By way of contrast, we may well conclude that we could, in the name of the God of love, stand with the non-violent protesters in the Occupy Melbourne movement, perhaps even after their presence in the City Square was declared unlawful and armed police were sent in to forcibly remove them. Sure, what they were doing might have been illegal, but Jesus doesn’t seem to be much of a stickler for obeying laws. He was often in trouble on that score. But he does put a high value on raising the prophetic voice to call for change. And he does put a high value on a willingness to put your body on the line in non-violent resistance to hostility and brutality. I don’t pretend to know all the rights and wrongs of the particular protest, and it seems that even the movement itself was only working out what they were on about as it went along. But I do know that some of them were there because they were followers of Jesus, and I do know that even if the whole thing was not entirely right, you could end up being in the midst of it by erring on the side of love.

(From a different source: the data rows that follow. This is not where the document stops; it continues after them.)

/// Walks the definitions of a single loaded document, recording directive
/// definitions and usages on the builder.
struct SourceVisitor<'a, 'src> {
    builder: &'a mut DocsSchemaBuilder,
    file_path: &'a Path,
    lines: loc::LineIndex<'src>,
}
impl SourceVisitor<'_, '_> {
    fn position_of(&self, node: &impl CstNode) -> loc::FilePosition {
        loc::FilePosition::from_offset(
            self.file_path,
            &self.lines,
            ast::start_offset(node),
        )
    }

    fn invalid_literal(
        &self,
        node: &impl CstNode,
        err: LiteralConversionError,
    ) -> SchemaBuildError {
        SchemaBuildError::InvalidLiteral {
            location: self.position_of(node).into(),
            err,
        }
    }

    fn record_sites(
        &mut self,
        schema_coordinate: &str,
        directives: Option<cst::Directives>,
    ) -> Result<()> {
        for directive in directives.iter().flat_map(|dirs| dirs.directives()) {
            let usage = DirectiveUsage::from_cst(
                Some(self.position_of(&directive)),
                &directive,
            ).map_err(|err| self.invalid_literal(&directive, err))?;
            self.builder.directive_sites.push(DirectiveSite {
                schema_coordinate: schema_coordinate.to_string(),
                usage,
            });
        }
        Ok(())
    }

    fn visit_def(&mut self, def: &cst::Definition) -> Result<()> {
        use cst::Definition;
        match def {
            Definition::SchemaDefinition(schema_def) =>
                self.record_sites("schema", schema_def.directives()),
            Definition::SchemaExtension(schema_ext) =>
                self.record_sites("schema", schema_ext.directives()),

            Definition::DirectiveDefinition(directive_def) =>
                self.visit_directive_def(directive_def),

            Definition::ScalarTypeDefinition(scalar_def) =>
                self.visit_named(scalar_def.name(), scalar_def.directives()).map(|_| ()),
            Definition::ScalarTypeExtension(scalar_ext) =>
                self.visit_named(scalar_ext.name(), scalar_ext.directives()).map(|_| ()),

            Definition::ObjectTypeDefinition(obj_def) => {
                let type_name = self.visit_named(obj_def.name(), obj_def.directives())?;
                self.visit_fields(&type_name, obj_def.fields_definition())
            },
            Definition::ObjectTypeExtension(obj_ext) => {
                let type_name = self.visit_named(obj_ext.name(), obj_ext.directives())?;
                self.visit_fields(&type_name, obj_ext.fields_definition())
            },

            Definition::InterfaceTypeDefinition(iface_def) => {
                let type_name = self.visit_named(iface_def.name(), iface_def.directives())?;
                self.visit_fields(&type_name, iface_def.fields_definition())
            },
            Definition::InterfaceTypeExtension(iface_ext) => {
                let type_name = self.visit_named(iface_ext.name(), iface_ext.directives())?;
                self.visit_fields(&type_name, iface_ext.fields_definition())
            },

            Definition::UnionTypeDefinition(union_def) =>
                self.visit_named(union_def.name(), union_def.directives()).map(|_| ()),
            Definition::UnionTypeExtension(union_ext) =>
                self.visit_named(union_ext.name(), union_ext.directives()).map(|_| ()),

            Definition::EnumTypeDefinition(enum_def) => {
                let type_name = self.visit_named(enum_def.name(), enum_def.directives())?;
                self.visit_enum_values(&type_name, enum_def.enum_values_definition())
            },
            Definition::EnumTypeExtension(enum_ext) => {
                let type_name = self.visit_named(enum_ext.name(), enum_ext.directives())?;
                self.visit_enum_values(&type_name, enum_ext.enum_values_definition())
            },

            Definition::InputObjectTypeDefinition(inputobj_def) => {
                let type_name = self.visit_named(inputobj_def.name(), inputobj_def.directives())?;
                self.visit_input_values(
                    inputobj_def.input_fields_definition().iter()
                        .flat_map(|fields| fields.input_value_definitions()),
                    |field_name| format!("{type_name}.{field_name}"),
                )
            },
            Definition::InputObjectTypeExtension(inputobj_ext) => {
                let type_name = self.visit_named(inputobj_ext.name(), inputobj_ext.directives())?;
                self.visit_input_values(
                    inputobj_ext.input_fields_definition().iter()
                        .flat_map(|fields| fields.input_value_definitions()),
                    |field_name| format!("{type_name}.{field_name}"),
                )
            },

            Definition::OperationDefinition(_) | Definition::FragmentDefinition(_) => {
                log::debug!(
                    "Ignoring executable {} in schema file {:#?}.",
                    def.kind(),
                    self.file_path,
                );
                Ok(())
            },
        }
    }

    fn visit_directive_def(&mut self, def: &cst::DirectiveDefinition) -> Result<()> {
        let file_position = match def.directive_token() {
            Some(token) => loc::FilePosition::from_offset(
                self.file_path,
                &self.lines,
                usize::from(token.text_range().start()),
            ),
            None => self.position_of(def),
        };
        let directive_def = DirectiveDefinition::from_cst(file_position.clone(), def)
            .map_err(|err| self.invalid_literal(def, err))?;
        let directive_name = directive_def.name().to_string();

        if directive_name.starts_with("__") {
            return Err(SchemaBuildError::InvalidDunderPrefixedDirectiveName {
                def_location: file_position.into(),
                directive_name,
            });
        }

        if let Some(existing) = self.builder.directive_defs.get(directive_name.as_str()) {
            return Err(SchemaBuildError::DuplicateDirectiveDefinition {
                directive_name,
                location1: existing.def_location().clone(),
                location2: file_position.into(),
            });
        }

        if builtin_directive_names().contains(directive_name.as_str()) {
            log::debug!(
                "Using the schema's own definition of built-in directive \
                `@{directive_name}` from {file_position}.",
            );
        }

        self.visit_input_values(
            def.arguments_definition().iter()
                .flat_map(|args_def| args_def.input_value_definitions()),
            |arg_name| format!("@{directive_name}({arg_name}:)"),
        )?;

        log::trace!(
            "Defined directive `@{directive_name}` with {} arguments.",
            directive_def.arguments().len(),
        );
        self.builder.directive_defs.insert(directive_name, directive_def);

        Ok(())
    }

    fn visit_enum_values(
        &mut self,
        type_name: &str,
        values_def: Option<cst::EnumValuesDefinition>,
    ) -> Result<()> {
        for value_def in values_def.iter().flat_map(|values| values.enum_value_definitions()) {
            let Some(value_name) = value_def.enum_value().and_then(|value| value.name()) else {
                continue;
            };
            self.record_sites(
                format!("{type_name}.{}", value_name.text()).as_str(),
                value_def.directives(),
            )?;
        }
        Ok(())
    }

    fn visit_fields(
        &mut self,
        type_name: &str,
        fields_def: Option<cst::FieldsDefinition>,
    ) -> Result<()> {
        for field in fields_def.iter().flat_map(|fields| fields.field_definitions()) {
            let Some(field_name) = ast::name_str(field.name()) else {
                continue;
            };
            self.record_sites(
                format!("{type_name}.{field_name}").as_str(),
                field.directives(),
            )?;
            self.visit_input_values(
                field.arguments_definition().iter()
                    .flat_map(|args_def| args_def.input_value_definitions()),
                |arg_name| format!("{type_name}.{field_name}({arg_name}:)"),
            )?;
        }
        Ok(())
    }

    fn visit_input_values(
        &mut self,
        input_values: impl Iterator<Item = cst::InputValueDefinition>,
        schema_coordinate: impl Fn(&str) -> String,
    ) -> Result<()> {
        for input_value in input_values {
            let Some(input_name) = ast::name_str(input_value.name()) else {
                continue;
            };
            self.record_sites(
                schema_coordinate(input_name.as_str()).as_str(),
                input_value.directives(),
            )?;
        }
        Ok(())
    }

    /// Records the directives on a named type definition or extension and
    /// returns the type's name.
    fn visit_named(
        &mut self,
        name: Option<cst::Name>,
        directives: Option<cst::Directives>,
    ) -> Result<String> {
        let type_name = ast::name_str(name).unwrap_or_default();
        self.record_sites(type_name.as_str(), directives)?;
        Ok(type_name)
    }
}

Now I could easily go on for another hour or so unpacking further examples of the way Jesus reads and interprets the Bible, but I’ve gone on too long tonight already. There are plenty more stories that show how Jesus interpreted the Bible, and there are plenty more examples of dilemmas we face in our world where the sort of interpretative decisions Jesus made make a huge difference to our understanding of what it means to be God’s people and how we might best live that out in practice. But all of them bring us back, again and again, to a God who is known only in love, who is characterised unfailingly by love, and who probably wouldn’t much care what else we got wrong if only what we get right is love, love, and more love.